▶ Work to be completed
How many lines in the listing below contain the string "CancelPending"? Say only the number.

▶ Entries shown
______________________________

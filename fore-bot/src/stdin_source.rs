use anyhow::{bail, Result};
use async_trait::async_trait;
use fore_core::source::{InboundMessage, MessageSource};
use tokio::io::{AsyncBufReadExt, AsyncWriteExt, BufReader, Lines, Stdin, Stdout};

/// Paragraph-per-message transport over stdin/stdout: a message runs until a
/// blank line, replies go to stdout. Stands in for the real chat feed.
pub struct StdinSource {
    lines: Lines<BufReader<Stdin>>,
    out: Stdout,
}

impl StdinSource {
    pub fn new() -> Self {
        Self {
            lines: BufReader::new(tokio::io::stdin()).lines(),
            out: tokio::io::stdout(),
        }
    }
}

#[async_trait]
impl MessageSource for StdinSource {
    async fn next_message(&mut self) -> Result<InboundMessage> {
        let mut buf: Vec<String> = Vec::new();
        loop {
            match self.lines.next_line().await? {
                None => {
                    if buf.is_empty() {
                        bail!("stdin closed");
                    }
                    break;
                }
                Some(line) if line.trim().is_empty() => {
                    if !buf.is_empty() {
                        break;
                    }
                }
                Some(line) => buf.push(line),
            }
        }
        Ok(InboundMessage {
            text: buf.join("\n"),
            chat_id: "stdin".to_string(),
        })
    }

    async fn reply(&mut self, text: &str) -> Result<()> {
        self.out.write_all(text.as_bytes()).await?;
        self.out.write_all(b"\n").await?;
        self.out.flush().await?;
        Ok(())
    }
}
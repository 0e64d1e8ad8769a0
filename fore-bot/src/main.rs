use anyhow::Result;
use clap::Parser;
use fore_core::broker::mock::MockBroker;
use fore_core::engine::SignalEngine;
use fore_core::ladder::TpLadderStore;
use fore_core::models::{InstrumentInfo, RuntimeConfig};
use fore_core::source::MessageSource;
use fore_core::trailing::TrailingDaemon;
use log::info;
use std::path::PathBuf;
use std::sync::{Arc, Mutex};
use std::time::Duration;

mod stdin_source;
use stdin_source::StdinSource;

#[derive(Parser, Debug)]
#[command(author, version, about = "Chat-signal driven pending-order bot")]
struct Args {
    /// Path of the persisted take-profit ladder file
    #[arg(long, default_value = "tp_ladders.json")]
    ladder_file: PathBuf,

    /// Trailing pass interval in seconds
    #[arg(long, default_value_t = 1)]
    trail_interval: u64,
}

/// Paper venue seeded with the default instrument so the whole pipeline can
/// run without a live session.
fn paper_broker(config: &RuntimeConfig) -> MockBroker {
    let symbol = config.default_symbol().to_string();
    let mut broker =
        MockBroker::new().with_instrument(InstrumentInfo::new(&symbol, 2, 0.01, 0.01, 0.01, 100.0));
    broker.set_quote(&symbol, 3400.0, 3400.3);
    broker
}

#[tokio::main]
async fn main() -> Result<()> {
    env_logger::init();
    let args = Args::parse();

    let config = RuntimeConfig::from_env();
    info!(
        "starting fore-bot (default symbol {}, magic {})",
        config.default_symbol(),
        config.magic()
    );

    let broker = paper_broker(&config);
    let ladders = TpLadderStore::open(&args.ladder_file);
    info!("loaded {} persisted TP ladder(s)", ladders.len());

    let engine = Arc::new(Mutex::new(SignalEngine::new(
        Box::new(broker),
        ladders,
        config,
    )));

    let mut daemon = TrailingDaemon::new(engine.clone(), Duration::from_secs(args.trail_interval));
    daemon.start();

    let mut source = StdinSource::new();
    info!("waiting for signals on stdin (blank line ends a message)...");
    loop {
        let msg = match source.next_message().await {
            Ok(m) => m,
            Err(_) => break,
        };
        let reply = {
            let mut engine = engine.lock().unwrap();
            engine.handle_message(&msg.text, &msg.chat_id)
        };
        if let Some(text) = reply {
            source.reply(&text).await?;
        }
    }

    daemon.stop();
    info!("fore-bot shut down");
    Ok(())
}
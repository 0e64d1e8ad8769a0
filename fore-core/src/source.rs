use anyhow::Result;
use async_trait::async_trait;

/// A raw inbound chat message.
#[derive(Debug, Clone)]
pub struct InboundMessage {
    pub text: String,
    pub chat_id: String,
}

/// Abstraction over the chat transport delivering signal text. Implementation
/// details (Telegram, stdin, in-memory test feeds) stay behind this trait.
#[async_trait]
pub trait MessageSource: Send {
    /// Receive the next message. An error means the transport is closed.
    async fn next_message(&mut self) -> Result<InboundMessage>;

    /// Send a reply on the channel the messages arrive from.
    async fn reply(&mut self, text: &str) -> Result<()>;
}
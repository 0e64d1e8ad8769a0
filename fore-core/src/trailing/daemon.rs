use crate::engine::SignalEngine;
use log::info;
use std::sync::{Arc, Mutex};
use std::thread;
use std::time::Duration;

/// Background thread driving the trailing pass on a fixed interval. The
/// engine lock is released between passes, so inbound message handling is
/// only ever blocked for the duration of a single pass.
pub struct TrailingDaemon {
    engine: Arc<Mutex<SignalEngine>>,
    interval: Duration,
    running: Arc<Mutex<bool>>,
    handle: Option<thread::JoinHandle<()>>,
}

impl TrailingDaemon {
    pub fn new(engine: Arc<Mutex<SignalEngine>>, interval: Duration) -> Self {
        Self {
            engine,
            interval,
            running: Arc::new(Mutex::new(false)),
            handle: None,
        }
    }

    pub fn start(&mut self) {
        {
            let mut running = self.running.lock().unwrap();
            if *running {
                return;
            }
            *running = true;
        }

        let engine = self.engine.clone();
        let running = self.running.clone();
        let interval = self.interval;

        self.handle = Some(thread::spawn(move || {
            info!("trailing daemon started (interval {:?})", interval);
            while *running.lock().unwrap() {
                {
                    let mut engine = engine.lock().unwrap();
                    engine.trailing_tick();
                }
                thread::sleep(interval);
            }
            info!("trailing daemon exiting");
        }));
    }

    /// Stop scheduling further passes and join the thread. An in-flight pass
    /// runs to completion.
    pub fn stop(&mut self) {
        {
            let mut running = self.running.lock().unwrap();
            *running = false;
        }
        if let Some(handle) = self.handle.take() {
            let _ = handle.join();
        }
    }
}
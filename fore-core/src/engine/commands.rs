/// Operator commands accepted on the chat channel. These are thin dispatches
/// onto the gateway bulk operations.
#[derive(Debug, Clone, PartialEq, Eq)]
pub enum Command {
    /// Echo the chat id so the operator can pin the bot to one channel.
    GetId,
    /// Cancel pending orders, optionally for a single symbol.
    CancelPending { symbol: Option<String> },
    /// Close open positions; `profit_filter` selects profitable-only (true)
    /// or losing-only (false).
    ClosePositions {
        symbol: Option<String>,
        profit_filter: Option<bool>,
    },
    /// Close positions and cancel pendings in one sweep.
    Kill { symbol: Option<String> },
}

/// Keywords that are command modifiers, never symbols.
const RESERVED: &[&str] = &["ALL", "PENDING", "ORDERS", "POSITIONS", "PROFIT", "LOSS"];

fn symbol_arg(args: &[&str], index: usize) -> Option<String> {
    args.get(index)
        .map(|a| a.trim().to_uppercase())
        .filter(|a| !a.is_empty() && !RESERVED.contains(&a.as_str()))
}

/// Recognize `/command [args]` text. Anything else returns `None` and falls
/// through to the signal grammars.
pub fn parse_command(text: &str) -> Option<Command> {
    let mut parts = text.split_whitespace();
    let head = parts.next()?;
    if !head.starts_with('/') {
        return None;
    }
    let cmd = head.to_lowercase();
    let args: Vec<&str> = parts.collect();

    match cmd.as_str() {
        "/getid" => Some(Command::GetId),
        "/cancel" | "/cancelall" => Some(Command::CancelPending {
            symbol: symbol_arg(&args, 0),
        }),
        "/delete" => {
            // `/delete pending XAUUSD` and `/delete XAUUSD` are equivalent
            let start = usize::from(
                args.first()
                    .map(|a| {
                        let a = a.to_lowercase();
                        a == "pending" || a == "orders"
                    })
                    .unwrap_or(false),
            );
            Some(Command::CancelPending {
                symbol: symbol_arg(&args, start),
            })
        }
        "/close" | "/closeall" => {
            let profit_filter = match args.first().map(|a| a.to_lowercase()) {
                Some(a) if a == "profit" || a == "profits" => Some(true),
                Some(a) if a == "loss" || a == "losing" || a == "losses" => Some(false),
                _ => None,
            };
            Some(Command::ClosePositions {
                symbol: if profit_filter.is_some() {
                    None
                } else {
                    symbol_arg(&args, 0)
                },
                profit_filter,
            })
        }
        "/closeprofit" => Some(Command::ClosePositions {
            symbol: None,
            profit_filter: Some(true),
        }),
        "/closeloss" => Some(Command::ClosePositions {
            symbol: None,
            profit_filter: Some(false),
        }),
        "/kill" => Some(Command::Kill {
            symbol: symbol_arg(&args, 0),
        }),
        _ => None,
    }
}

______________________________

▶ Result of the task
3